• **Task instructions**
Search the entries below for "SIGTERM". Report each line where it occurs.

• **Listed entries**
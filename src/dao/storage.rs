use std::error::Error;
use thiserror::Error;

/// Result alias for storage operations.
pub type StorageResult<T> = Result<T, StorageError>;

/// Error raised by storage backends regardless of the underlying database.
#[derive(Debug, Error)]
pub enum StorageError {
    /// No row matches the addressed identifier.
    #[error("game `{id}` not found")]
    NotFound { id: i32 },
    #[error("storage unavailable: {message}")]
    Unavailable {
        message: String,
        #[source]
        source: Box<dyn Error + Send + Sync>,
    },
}

impl StorageError {
    /// Construct an unavailable error from any backend failure.
    pub fn unavailable(message: String, source: impl Error + Send + Sync + 'static) -> Self {
        StorageError::Unavailable {
            message,
            source: Box::new(source),
        }
    }

    /// Construct a not-found error for the given game identifier.
    pub fn not_found(id: i32) -> Self {
        StorageError::NotFound { id }
    }
}
//! Game catalog binary entrypoint wiring configuration, the SQL store and the REST layer.

use std::{net::SocketAddr, sync::Arc};

use anyhow::Context;
use axum::Router;
use tokio::net::TcpListener;
use tower_http::{cors::CorsLayer, trace::TraceLayer};
use tracing::{error, info, warn};
use tracing_subscriber::{layer::SubscriberExt, util::SubscriberInitExt};

use game_catalog::{
    config::AppConfig,
    dao::game_store::{GameStore, sql::SqlGameStore},
    routes,
    services::populate_service::build_http_client,
    state::{AppState, SharedState},
};

#[tokio::main]
async fn main() -> anyhow::Result<()> {
    init_tracing();

    let config = AppConfig::load();
    let store = SqlGameStore::connect(config.sql())
        .await
        .context("connecting to the database")?;
    info!("database ready");

    let http_client =
        build_http_client(config.fetch_timeout()).context("building the HTTP client")?;
    let port = config.port();
    let store: Arc<dyn GameStore> = Arc::new(store);
    let app_state = AppState::new(Arc::clone(&store), http_client, config);

    // Build the HTTP router once the shared state is ready.
    let app = build_router(app_state);

    let addr = SocketAddr::from(([0, 0, 0, 0], port));
    info!(%addr, "starting server");

    let listener = TcpListener::bind(addr).await.context("binding server")?;
    axum::serve(listener, app.into_make_service())
        .with_graceful_shutdown(shutdown_signal())
        .await
        .context("serving axum")?;

    if let Err(err) = store.close().await {
        error!(error = %err, "failed to close the database pool");
    }
    info!("server stopped");

    Ok(())
}

/// Build the top-level router and attach cross-cutting middleware layers.
fn build_router(state: SharedState) -> Router<()> {
    routes::router(state)
        .layer(CorsLayer::permissive())
        .layer(TraceLayer::new_for_http())
}

/// Configure tracing subscribers so logs include spans by default.
fn init_tracing() {
    let env_filter = tracing_subscriber::EnvFilter::try_from_default_env()
        .unwrap_or_else(|_| "info,tower_http=debug".into());
    tracing_subscriber::registry()
        .with(env_filter)
        .with(tracing_subscriber::fmt::layer())
        .init();
}

/// Wait for Ctrl+C or SIGTERM and shut the server down gracefully.
async fn shutdown_signal() {
    #[cfg(unix)]
    {
        use tokio::signal::unix::{SignalKind, signal};

        match signal(SignalKind::terminate()) {
            Ok(mut term) => {
                tokio::select! {
                    _ = tokio::signal::ctrl_c() => {},
                    _ = term.recv() => {},
                }
            }
            Err(err) => {
                warn!(error = %err, "SIGTERM handler unavailable; waiting for Ctrl+C only");
                let _ = tokio::signal::ctrl_c().await;
            }
        }
    }

    #[cfg(not(unix))]
    {
        let _ = tokio::signal::ctrl_c().await;
    }
    info!("shutdown signal received");
}
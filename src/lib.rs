//! Library crate for game-catalog, exposing modules for binaries and integration tests.

pub mod config;
pub mod dao;
pub mod dto;
pub mod error;
pub mod routes;
pub mod services;
pub mod state;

• **Your response**
/// Wait for Ctrl+C or SIGTERM and shut the server down gracefully.
                warn!(error = %err, "SIGTERM handler unavailable; waiting for Ctrl+C only");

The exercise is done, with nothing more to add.